From the entries that follow, copy every line with the word "start".

> _Material for the task_
>>>
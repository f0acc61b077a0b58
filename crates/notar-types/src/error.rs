use thiserror::Error;

/// Errors produced by type operations.
#[derive(Debug, Error, PartialEq, Eq)]
pub enum TypeError {
    #[error("invalid hex string: {0}")]
    InvalidHex(String),

    #[error("invalid base58 string: {0}")]
    InvalidBase58(String),

    #[error("invalid byte length: expected {expected}, got {actual}")]
    InvalidLength { expected: usize, actual: usize },
}

/// Decode base58 text into exactly `N` bytes.
pub(crate) fn decode_base58_array<const N: usize>(s: &str) -> Result<[u8; N], TypeError> {
    let bytes = bs58::decode(s)
        .into_vec()
        .map_err(|e| TypeError::InvalidBase58(e.to_string()))?;
    bytes.try_into().map_err(|bytes: Vec<u8>| TypeError::InvalidLength {
        expected: N,
        actual: bytes.len(),
    })
}
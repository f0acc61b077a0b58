use notar_crypto::SignerError;
use notar_types::Address;

/// Errors produced by ledger client operations.
///
/// Every failure is classified so callers can decide whether to retry
/// without inspecting messages.
#[derive(Debug, Clone, PartialEq, Eq, thiserror::Error)]
pub enum LedgerError {
    /// Network or node hiccup; the same call may succeed later.
    #[error("transient network error: {0}")]
    Transient(String),

    /// The transaction's blockhash is no longer recent. Rebuild from a fresh
    /// blockhash and resubmit.
    #[error("blockhash expired: {0}")]
    BlockhashExpired(String),

    /// The ledger rejected the request; retrying will not help.
    #[error("fatal protocol error: {0}")]
    Fatal(String),
}

impl LedgerError {
    pub fn transient(msg: impl Into<String>) -> Self {
        Self::Transient(msg.into())
    }

    pub fn fatal(msg: impl Into<String>) -> Self {
        Self::Fatal(msg.into())
    }

    /// Whether the failed call may be attempted again.
    pub fn is_retryable(&self) -> bool {
        !matches!(self, Self::Fatal(_))
    }
}

/// Result alias for ledger client operations.
pub type LedgerResult<T> = Result<T, LedgerError>;

/// Errors from building, signing, or decoding transactions.
#[derive(Debug, Clone, PartialEq, Eq, thiserror::Error)]
pub enum TransactionError {
    #[error("transaction truncated: needed {needed} more bytes at offset {offset}")]
    Truncated { offset: usize, needed: usize },

    #[error("invalid compact length at offset {offset}: {reason}")]
    InvalidLength { offset: usize, reason: &'static str },

    #[error("{0} trailing bytes after transaction")]
    TrailingBytes(usize),

    #[error("length {0} exceeds the compact-u16 range")]
    LengthOverflow(usize),

    #[error("transaction is {size} bytes, limit is {max}")]
    TooLarge { size: usize, max: usize },

    #[error("expected {expected} signatures, found {actual}")]
    SignatureCount { expected: usize, actual: usize },

    #[error("signature {index} does not verify")]
    InvalidSignature { index: usize },

    #[error("account index {index} out of range ({len} accounts)")]
    AccountIndex { index: u8, len: usize },

    #[error("signer {actual} is not the fee payer {expected}")]
    SignerMismatch { expected: Address, actual: Address },

    #[error("signing failed: {0}")]
    Signing(#[from] SignerError),
}
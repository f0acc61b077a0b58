//! Compact-u16 length prefix used throughout the transaction wire format.
//!
//! Lengths are little-endian base-128: seven value bits per byte, high bit
//! set when another byte follows, at most three bytes. Encodings must be
//! minimal; a trailing zero continuation byte is rejected.

use crate::error::TransactionError;

/// Maximum number of bytes an encoded length may take.
pub const MAX_ENCODING_LEN: usize = 3;

/// Append the compact encoding of `len` to `out`.
pub fn encode_len(len: usize, out: &mut Vec<u8>) -> Result<(), TransactionError> {
    let mut rem = u16::try_from(len).map_err(|_| TransactionError::LengthOverflow(len))?;
    loop {
        let mut byte = (rem & 0x7f) as u8;
        rem >>= 7;
        if rem == 0 {
            out.push(byte);
            return Ok(());
        }
        byte |= 0x80;
        out.push(byte);
    }
}

/// Decode a compact length from the start of `bytes`.
///
/// Returns the length and the number of bytes consumed. `offset` is only
/// used for error reporting.
pub fn decode_len(bytes: &[u8], offset: usize) -> Result<(usize, usize), TransactionError> {
    let mut value: u32 = 0;
    for i in 0..MAX_ENCODING_LEN {
        let byte = *bytes.get(i).ok_or(TransactionError::Truncated {
            offset: offset + i,
            needed: 1,
        })?;
        value |= u32::from(byte & 0x7f) << (7 * i);
        if byte & 0x80 == 0 {
            if byte == 0 && i > 0 {
                return Err(TransactionError::InvalidLength {
                    offset,
                    reason: "non-minimal encoding",
                });
            }
            if value > u32::from(u16::MAX) {
                return Err(TransactionError::InvalidLength {
                    offset,
                    reason: "value exceeds u16",
                });
            }
            return Ok((value as usize, i + 1));
        }
    }
    Err(TransactionError::InvalidLength {
        offset,
        reason: "encoding longer than three bytes",
    })
}
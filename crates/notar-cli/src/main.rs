use clap::Parser;
use tracing_subscriber::EnvFilter;

mod cli;
mod commands;

fn main() -> anyhow::Result<()> {
    let cli = cli::Cli::parse();

    let default_level = if cli.verbose { "debug" } else { "warn" };
    let filter = EnvFilter::try_from_default_env().unwrap_or_else(|_| EnvFilter::new(default_level));
    tracing_subscriber::fmt()
        .with_env_filter(filter)
        .with_writer(std::io::stderr)
        .init();

    commands::run_command(cli)
}
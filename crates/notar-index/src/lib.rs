//! Certificate index for Notar.
//!
//! One [`CertificateRecord`] per anchored digest. The digest is the unique
//! key: inserting a second record for the same digest fails and leaves the
//! first untouched.
//!
//! Two implementations of [`CertificateIndex`]:
//! - [`InMemoryCertificateIndex`]: `RwLock`-guarded map, for tests and
//!   short-lived processes
//! - [`FileCertificateIndex`]: append-only, CRC-framed log replayed on open

pub mod error;
pub mod file;
pub mod memory;
pub mod record;
pub mod traits;

pub use error::{IndexError, IndexResult};
pub use file::FileCertificateIndex;
pub use memory::InMemoryCertificateIndex;
pub use record::CertificateRecord;
pub use traits::CertificateIndex;
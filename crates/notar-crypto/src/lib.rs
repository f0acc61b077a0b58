//! Cryptographic primitives for Notar.
//!
//! Provides streaming SHA-256 artifact digests, ed25519 transaction signing
//! and verification, and loading of the anchoring wallet's key material.
//!
//! All crypto operations wrap established libraries (`sha2`, `ed25519-dalek`).

pub mod digest;
pub mod error;
pub mod keystore;
pub mod signer;

pub use digest::DigestComputer;
pub use error::{DigestError, KeyLoadError, SignerError};
pub use keystore::WalletKeyStore;
pub use signer::{verify_signature, Signer, SigningKey};
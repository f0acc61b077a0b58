use std::collections::{HashMap, HashSet, VecDeque};
use std::sync::{Mutex, MutexGuard};

use notar_crypto::DigestComputer;
use notar_types::{Address, Blockhash, Lamports, TxSignature};
use tracing::debug;

use crate::error::{LedgerError, LedgerResult};
use crate::traits::{LedgerClient, SubmitOptions, SubmitOutcome};
use crate::transaction::{Transaction, MEMO_PROGRAM_ID};

/// Fee charged to the payer of every accepted transaction.
pub const DEFAULT_FEE: Lamports = 5_000;

/// Identifies one of the four [`LedgerClient`] calls.
#[derive(Clone, Copy, Debug, PartialEq, Eq, Hash)]
pub enum Operation {
    GetBalance,
    RequestFunding,
    GetRecentBlockhash,
    SubmitTransaction,
}

/// When requested funds land.
#[derive(Clone, Copy, Debug, PartialEq, Eq)]
pub enum AirdropMode {
    /// Credited before `request_funding` returns.
    Instant,
    /// Credited once this many further balance queries have been answered.
    AfterQueries(u32),
    /// Accepted but never credited.
    Never,
}

/// A transaction the ledger accepted.
#[derive(Clone, Debug, PartialEq, Eq)]
pub struct SubmittedTransaction {
    pub signature: TxSignature,
    pub fee_payer: Address,
    pub recent_blockhash: Blockhash,
    pub memo: Vec<u8>,
}

/// In-process ledger for tests, local demos, and embedding.
///
/// Tracks balances, hands out a deterministic blockhash sequence, and
/// validates submitted transactions the way a node would (signature, recent
/// blockhash, fee-payer balance, duplicate detection). Faults can be queued
/// per operation to script transient and fatal network behaviour, and every
/// call is counted for assertions.
pub struct InMemoryLedger {
    inner: Mutex<LedgerState>,
}

struct LedgerState {
    balances: HashMap<Address, Lamports>,
    fee: Lamports,
    airdrop_mode: AirdropMode,
    pending_airdrops: Vec<PendingAirdrop>,
    blockhash_seq: u64,
    recent_blockhashes: HashSet<Blockhash>,
    faults: HashMap<Operation, VecDeque<LedgerError>>,
    ambiguous_acks: u32,
    submitted: Vec<SubmittedTransaction>,
    calls: HashMap<Operation, u32>,
}

struct PendingAirdrop {
    address: Address,
    amount: Lamports,
    remaining_queries: u32,
}

impl InMemoryLedger {
    pub fn new() -> Self {
        Self {
            inner: Mutex::new(LedgerState {
                balances: HashMap::new(),
                fee: DEFAULT_FEE,
                airdrop_mode: AirdropMode::Instant,
                pending_airdrops: Vec::new(),
                blockhash_seq: 0,
                recent_blockhashes: HashSet::new(),
                faults: HashMap::new(),
                ambiguous_acks: 0,
                submitted: Vec::new(),
                calls: HashMap::new(),
            }),
        }
    }

    /// Builder: start an account with a balance.
    pub fn with_balance(self, address: Address, lamports: Lamports) -> Self {
        self.set_balance(address, lamports);
        self
    }

    /// Builder: choose when airdrops land.
    pub fn with_airdrop_mode(self, mode: AirdropMode) -> Self {
        if let Ok(mut state) = self.inner.lock() {
            state.airdrop_mode = mode;
        }
        self
    }

    pub fn set_balance(&self, address: Address, lamports: Lamports) {
        if let Ok(mut state) = self.inner.lock() {
            state.balances.insert(address, lamports);
        }
    }

    pub fn balance_of(&self, address: &Address) -> Lamports {
        self.inner
            .lock()
            .map(|state| state.balances.get(address).copied().unwrap_or(0))
            .unwrap_or(0)
    }

    /// Queue a failure for the next call of `op`. Queued failures are
    /// returned in FIFO order before normal behaviour resumes.
    pub fn inject_fault(&self, op: Operation, error: LedgerError) {
        if let Ok(mut state) = self.inner.lock() {
            state.faults.entry(op).or_default().push_back(error);
        }
    }

    /// Accept the next `count` transactions without echoing a signature.
    pub fn acknowledge_ambiguously(&self, count: u32) {
        if let Ok(mut state) = self.inner.lock() {
            state.ambiguous_acks += count;
        }
    }

    /// Drop every blockhash handed out so far, as if the validity window
    /// had passed.
    pub fn expire_blockhashes(&self) {
        if let Ok(mut state) = self.inner.lock() {
            state.recent_blockhashes.clear();
        }
    }

    /// How many times `op` has been called (including faulted calls).
    pub fn calls(&self, op: Operation) -> u32 {
        self.inner
            .lock()
            .map(|state| state.calls.get(&op).copied().unwrap_or(0))
            .unwrap_or(0)
    }

    /// Transactions accepted so far, in submission order.
    pub fn submitted(&self) -> Vec<SubmittedTransaction> {
        self.inner
            .lock()
            .map(|state| state.submitted.clone())
            .unwrap_or_default()
    }

    fn state(&self) -> LedgerResult<MutexGuard<'_, LedgerState>> {
        self.inner
            .lock()
            .map_err(|_| LedgerError::fatal("ledger lock poisoned"))
    }

    /// Count the call and pop any scripted fault for it.
    fn enter(state: &mut LedgerState, op: Operation) -> LedgerResult<()> {
        *state.calls.entry(op).or_default() += 1;
        match state.faults.get_mut(&op).and_then(VecDeque::pop_front) {
            Some(error) => {
                debug!(?op, %error, "injected ledger fault");
                Err(error)
            }
            None => Ok(()),
        }
    }

    fn credit(state: &mut LedgerState, address: Address, amount: Lamports) {
        let balance = state.balances.entry(address).or_default();
        *balance = balance.saturating_add(amount);
    }
}

impl Default for InMemoryLedger {
    fn default() -> Self {
        Self::new()
    }
}

impl LedgerClient for InMemoryLedger {
    fn get_balance(&self, address: &Address) -> LedgerResult<Lamports> {
        let mut state = self.state()?;
        Self::enter(&mut state, Operation::GetBalance)?;

        let mut landed = Vec::new();
        state.pending_airdrops.retain_mut(|drop| {
            if drop.remaining_queries == 0 {
                landed.push((drop.address, drop.amount));
                false
            } else {
                drop.remaining_queries -= 1;
                true
            }
        });
        for (addr, amount) in landed {
            Self::credit(&mut state, addr, amount);
        }

        Ok(state.balances.get(address).copied().unwrap_or(0))
    }

    fn request_funding(&self, address: &Address, amount: Lamports) -> LedgerResult<()> {
        let mut state = self.state()?;
        Self::enter(&mut state, Operation::RequestFunding)?;
        match state.airdrop_mode {
            AirdropMode::Instant => Self::credit(&mut state, *address, amount),
            AirdropMode::AfterQueries(n) => state.pending_airdrops.push(PendingAirdrop {
                address: *address,
                amount,
                remaining_queries: n,
            }),
            AirdropMode::Never => {}
        }
        Ok(())
    }

    fn get_recent_blockhash(&self) -> LedgerResult<Blockhash> {
        let mut state = self.state()?;
        Self::enter(&mut state, Operation::GetRecentBlockhash)?;
        state.blockhash_seq += 1;
        let seed = format!("notar-blockhash:{}", state.blockhash_seq);
        let blockhash = Blockhash::from_bytes(*DigestComputer::digest_bytes(seed.as_bytes()).as_bytes());
        state.recent_blockhashes.insert(blockhash);
        Ok(blockhash)
    }

    fn submit_raw_transaction(
        &self,
        transaction: &[u8],
        _options: &SubmitOptions,
    ) -> LedgerResult<SubmitOutcome> {
        let mut state = self.state()?;
        Self::enter(&mut state, Operation::SubmitTransaction)?;

        let tx = Transaction::deserialize(transaction)
            .map_err(|e| LedgerError::fatal(format!("failed to decode transaction: {e}")))?;
        tx.verify()
            .map_err(|e| LedgerError::fatal(format!("signature verification failed: {e}")))?;

        let signature = *tx
            .signature()
            .ok_or_else(|| LedgerError::fatal("transaction has no signatures"))?;
        let fee_payer = *tx
            .message
            .fee_payer()
            .ok_or_else(|| LedgerError::fatal("transaction has no accounts"))?;

        if !state.recent_blockhashes.contains(&tx.message.recent_blockhash) {
            return Err(LedgerError::BlockhashExpired(format!(
                "blockhash {} not found",
                tx.message.recent_blockhash
            )));
        }
        if state.submitted.iter().any(|s| s.signature == signature) {
            return Err(LedgerError::fatal("transaction already processed"));
        }
        for ix in &tx.message.instructions {
            if tx.message.program_id(ix) != Some(&MEMO_PROGRAM_ID) {
                return Err(LedgerError::fatal("unsupported program"));
            }
            if std::str::from_utf8(&ix.data).is_err() {
                return Err(LedgerError::fatal("memo is not valid UTF-8"));
            }
        }

        let fee = state.fee;
        let balance = state.balances.get(&fee_payer).copied().unwrap_or(0);
        if balance < fee {
            return Err(LedgerError::fatal(format!(
                "insufficient funds for fee: balance {balance}, fee {fee}"
            )));
        }
        state.balances.insert(fee_payer, balance - fee);

        state.submitted.push(SubmittedTransaction {
            signature,
            fee_payer,
            recent_blockhash: tx.message.recent_blockhash,
            memo: tx.message.memos().flatten().copied().collect(),
        });
        debug!(%signature, %fee_payer, "transaction accepted");

        if state.ambiguous_acks > 0 {
            state.ambiguous_acks -= 1;
            return Ok(SubmitOutcome::Ambiguous);
        }
        Ok(SubmitOutcome::Accepted(signature))
    }
}

impl std::fmt::Debug for InMemoryLedger {
    fn fmt(&self, f: &mut std::fmt::Formatter<'_>) -> std::fmt::Result {
        let submitted = self.submitted().len();
        f.debug_struct("InMemoryLedger")
            .field("submitted", &submitted)
            .finish_non_exhaustive()
    }
}

#[cfg(test)]
mod tests {
    use super::*;
    use crate::transaction::Message;
    use notar_crypto::SigningKey;

    fn signed_memo(ledger: &InMemoryLedger, key: &SigningKey, memo: &[u8]) -> Vec<u8> {
        let blockhash = ledger.get_recent_blockhash().unwrap();
        let message = Message::new_memo(&key.address(), memo, blockhash);
        Transaction::sign(message, key).unwrap().serialize().unwrap()
    }

    #[test]
    fn instant_airdrop_credits_balance() {
        let ledger = InMemoryLedger::new();
        let addr = Address::from_bytes([1; 32]);
        ledger.request_funding(&addr, 1_000).unwrap();
        assert_eq!(ledger.get_balance(&addr).unwrap(), 1_000);
    }

    #[test]
    fn deferred_airdrop_lands_after_queries() {
        let ledger = InMemoryLedger::new().with_airdrop_mode(AirdropMode::AfterQueries(2));
        let addr = Address::from_bytes([1; 32]);
        ledger.request_funding(&addr, 500).unwrap();
        assert_eq!(ledger.get_balance(&addr).unwrap(), 0);
        assert_eq!(ledger.get_balance(&addr).unwrap(), 0);
        assert_eq!(ledger.get_balance(&addr).unwrap(), 500);
    }

    #[test]
    fn never_mode_does_not_credit() {
        let ledger = InMemoryLedger::new().with_airdrop_mode(AirdropMode::Never);
        let addr = Address::from_bytes([1; 32]);
        ledger.request_funding(&addr, 500).unwrap();
        for _ in 0..5 {
            assert_eq!(ledger.get_balance(&addr).unwrap(), 0);
        }
    }

    #[test]
    fn injected_faults_are_fifo_then_clear() {
        let ledger = InMemoryLedger::new();
        ledger.inject_fault(Operation::GetRecentBlockhash, LedgerError::transient("a"));
        ledger.inject_fault(Operation::GetRecentBlockhash, LedgerError::fatal("b"));
        assert_eq!(
            ledger.get_recent_blockhash(),
            Err(LedgerError::transient("a"))
        );
        assert_eq!(ledger.get_recent_blockhash(), Err(LedgerError::fatal("b")));
        assert!(ledger.get_recent_blockhash().is_ok());
        assert_eq!(ledger.calls(Operation::GetRecentBlockhash), 3);
    }

    #[test]
    fn blockhashes_are_distinct() {
        let ledger = InMemoryLedger::new();
        let a = ledger.get_recent_blockhash().unwrap();
        let b = ledger.get_recent_blockhash().unwrap();
        assert_ne!(a, b);
    }

    #[test]
    fn accepted_submission_charges_fee_and_echoes_signature() {
        let key = SigningKey::from_bytes([2; 32]);
        let ledger = InMemoryLedger::new().with_balance(key.address(), 10_000);
        let wire = signed_memo(&ledger, &key, b"memo");
        let expected = *Transaction::deserialize(&wire).unwrap().signature().unwrap();

        let outcome = ledger
            .submit_raw_transaction(&wire, &SubmitOptions::default())
            .unwrap();
        assert_eq!(outcome, SubmitOutcome::Accepted(expected));
        assert_eq!(ledger.balance_of(&key.address()), 10_000 - DEFAULT_FEE);

        let submitted = ledger.submitted();
        assert_eq!(submitted.len(), 1);
        assert_eq!(submitted[0].memo, b"memo");
        assert_eq!(submitted[0].fee_payer, key.address());
    }

    #[test]
    fn expired_blockhash_rejected() {
        let key = SigningKey::from_bytes([2; 32]);
        let ledger = InMemoryLedger::new().with_balance(key.address(), 10_000);
        let wire = signed_memo(&ledger, &key, b"memo");
        ledger.expire_blockhashes();
        assert!(matches!(
            ledger.submit_raw_transaction(&wire, &SubmitOptions::default()),
            Err(LedgerError::BlockhashExpired(_))
        ));
    }

    #[test]
    fn unfunded_payer_rejected() {
        let key = SigningKey::from_bytes([2; 32]);
        let ledger = InMemoryLedger::new();
        let wire = signed_memo(&ledger, &key, b"memo");
        let err = ledger
            .submit_raw_transaction(&wire, &SubmitOptions::default())
            .unwrap_err();
        assert!(!err.is_retryable());
    }

    #[test]
    fn duplicate_submission_rejected() {
        let key = SigningKey::from_bytes([2; 32]);
        let ledger = InMemoryLedger::new().with_balance(key.address(), 10_000);
        let wire = signed_memo(&ledger, &key, b"memo");
        ledger
            .submit_raw_transaction(&wire, &SubmitOptions::default())
            .unwrap();
        assert!(matches!(
            ledger.submit_raw_transaction(&wire, &SubmitOptions::default()),
            Err(LedgerError::Fatal(_))
        ));
    }

    #[test]
    fn garbage_bytes_are_fatal() {
        let ledger = InMemoryLedger::new();
        assert!(matches!(
            ledger.submit_raw_transaction(&[1, 2, 3], &SubmitOptions::default()),
            Err(LedgerError::Fatal(_))
        ));
    }

    #[test]
    fn ambiguous_ack_still_records_transaction() {
        let key = SigningKey::from_bytes([2; 32]);
        let ledger = InMemoryLedger::new().with_balance(key.address(), 10_000);
        ledger.acknowledge_ambiguously(1);
        let wire = signed_memo(&ledger, &key, b"memo");
        assert_eq!(
            ledger
                .submit_raw_transaction(&wire, &SubmitOptions::default())
                .unwrap(),
            SubmitOutcome::Ambiguous
        );
        assert_eq!(ledger.submitted().len(), 1);
    }
}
<<<
> _Task output_
/// Decode a compact length from the start of `bytes`.
    /// Builder: start an account with a balance.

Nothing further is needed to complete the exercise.